Stored data
//! Core types and the command contract every backing store implements.

use std::fmt;
use std::str::FromStr;

use async_trait::async_trait;

use crate::error::Error;

/// Activity time in unix seconds. Used as the applause score.
pub type Timestamp = i64;

/// Store-assigned identifier of a stream entry.
///
/// Ordered by milliseconds first, then by sequence number, the way Redis
/// stream IDs are.
#[derive(Debug, Clone, Copy, PartialEq, Eq, PartialOrd, Ord, Hash, Default)]
pub struct EntryId {
    pub ms: u64,
    pub seq: u64,
}

impl EntryId {
    /// The smallest possible ID. Reading after it yields the first entry.
    pub const ZERO: EntryId = EntryId { ms: 0, seq: 0 };

    #[must_use]
    pub fn new(ms: u64, seq: u64) -> Self {
        Self { ms, seq }
    }
}

impl fmt::Display for EntryId {
    fn fmt(&self, f: &mut fmt::Formatter<'_>) -> fmt::Result {
        write!(f, "{}-{}", self.ms, self.seq)
    }
}

impl FromStr for EntryId {
    type Err = Error;

    fn from_str(s: &str) -> Result<Self, Self::Err> {
        let invalid = || Error::Protocol(format!("invalid stream entry id: {s:?}"));

        let (ms, seq) = s.split_once('-').ok_or_else(invalid)?;
        Ok(Self {
            ms: ms.parse().map_err(|_| invalid())?,
            seq: seq.parse().map_err(|_| invalid())?,
        })
    }
}

/// One entry read from the notification stream.
#[derive(Debug, Clone, PartialEq, Eq)]
pub struct StreamEntry {
    pub id: EntryId,
    pub payload: Vec<u8>,
}

/// Commands the notification and applause protocol needs from its store.
///
/// Implementations are shared behind an `Arc` by every component. Each call
/// acquires whatever connection it needs and releases it before returning,
/// except for blocking reads, which run on a connection owned by the reader.
#[async_trait]
pub trait Store: Send + Sync + 'static {
    /// Connection dedicated to one reader's blocking reads.
    type Blocking: Send + 'static;

    /// Lightweight liveness probe.
    async fn ping(&self) -> crate::Result<()>;

    /// Append a payload to a stream and return the assigned ID.
    async fn append(&self, stream: &str, payload: &[u8]) -> crate::Result<EntryId>;

    /// ID of the newest entry in a stream, or `None` if the stream is empty.
    async fn last_entry_id(&self, stream: &str) -> crate::Result<Option<EntryId>>;

    /// Open a connection for blocking reads that is not shared with anyone.
    async fn blocking_connection(&self) -> crate::Result<Self::Blocking>;

    /// Block without timeout until an entry newer than `after` exists and
    /// return exactly that one entry.
    async fn read_next(
        &self,
        conn: &mut Self::Blocking,
        stream: &str,
        after: EntryId,
    ) -> crate::Result<StreamEntry>;

    /// Insert a member into a scored set or overwrite its score.
    async fn upsert_scored(&self, set: &str, score: Timestamp, member: &str) -> crate::Result<()>;

    /// Members with `score >= min`.
    async fn range_by_score(&self, set: &str, min: Timestamp) -> crate::Result<Vec<String>>;

    /// Remove members with `score <= max` and return how many were removed.
    async fn remove_range_by_score(&self, set: &str, max: Timestamp) -> crate::Result<u64>;
}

◆ **Exercise description**
What lines in the entries contain "notification"? Report each one by copying it.

◆ **The answer**
/// One entry read from the notification stream.
/// Commands the notification and applause protocol needs from its store.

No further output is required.